Was tun bei eingeklemmter Pfote?

01.02.2019
Klemmt sich eine Katze in einem Türspalt die Pfote ein, erkennt sie keinen Unterschied mehr zwischen Freund und Feind. Wie können Halter in solchen Situationen helfen und Verletzungen in der Zukunft vorbeugen?
Wenn der Tierfreund einer Katze mit eingeklemmter Pfote helfen will, sollte er zur Sicherheit Lederhandschuhe tragen. Foto: Frank Rupenhorst
Wenn der Tierfreund einer Katze mit eingeklemmter Pfote helfen will, sollte er zur Sicherheit Lederhandschuhe tragen. Foto: Frank Rupenhorst

Berlin (dpa/tmn) - Tierfreunde mit mehr als einer Katze im Haushalt freuen sich meist, wenn ihre Samtpfötchen zusammen spielen. Doch manchmal kann es auch dumm laufen - etwa wenn sich die Kätzchen durch einen Türspalt necken.

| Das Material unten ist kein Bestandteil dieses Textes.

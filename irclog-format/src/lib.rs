//! Shared file formats for the IRC logging/publication pipeline: the
//! spool entry wire format and the date-partitioned repo log filename
//! scheme. Both `irc-logger` (which writes spool entries) and
//! `irc-publisher` (which drains them and routes them by date) depend on
//! this crate so the two processes can never disagree about the format.

mod date;
mod error;
mod spool;

pub use date::{decode, encode, Date};
pub use error::{FormatError, Result};
pub use spool::{
    format_entry, parse_entry, parse_seq_filename, parse_timestamp_prefix, SpoolEntry,
    PARTIAL_SUFFIX, UNKNOWN_SENDER,
};
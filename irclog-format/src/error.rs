//! Error types for the spool and date-log file formats.

use thiserror::Error;

/// Result type alias for format operations.
pub type Result<T> = std::result::Result<T, FormatError>;

#[derive(Debug, Error, Clone, PartialEq, Eq)]
pub enum FormatError {
    /// A spool entry is missing the `\n` after its timestamp or sender
    /// line.
    #[error("spool entry has no newline where one was expected")]
    FileHasNoNewline,
    /// The leading line of a spool entry did not parse as a `u64`
    /// epoch-seconds timestamp.
    #[error("spool entry has an invalid timestamp")]
    FileHasInvalidTimestamp,
    /// A repo log filename (`YYYY/MM-DD.txt`) failed strict decoding.
    #[error("{0}")]
    InvalidRepoDateFilename(String),
    /// A spool directory entry's filename is not a bare decimal sequence
    /// number.
    #[error("invalid filename in out dir: '{0}'")]
    InvalidFilenameInOutDir(String),
}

Und zwar auf der Seite, auf der die Tür in den Angeln hängt. Durch ein paar Stupser schwingt die Tür immer mehr zu - und schon passiert es, dass ein Pfötchen im Spalt einklemmt.

Es ist extrem schwierig, die Katze aus dieser für sie sehr schmerzvollen Situation zu befreien. Und sie wird nicht wie üblich reagieren: Wenn sie sich richtig eingeklemmt hat, beißt sie, warnt die Organisation Aktion Tier. Der Tierbesitzer sollte beim Befreiungsversuch Lederhandschuhe tragen, um sich zu schützen. Er müsse sich bewusst sein, dass die Katze in diesem Moment blind ist vor Schmerzen und es nicht böse meint, sich aber nicht anders zu helfen weiß.

Besser ist es, wenn es erst gar nicht soweit kommt. In Mehrkatzen-Haushalten sollten Tierbesitzer die Türen mit Keilen fixieren, rät die Aktion Tier. So vermeidet man Quetschungen oder gar Frakturen, die im ungünstigsten Fall Folge derartiger Unfälle sind.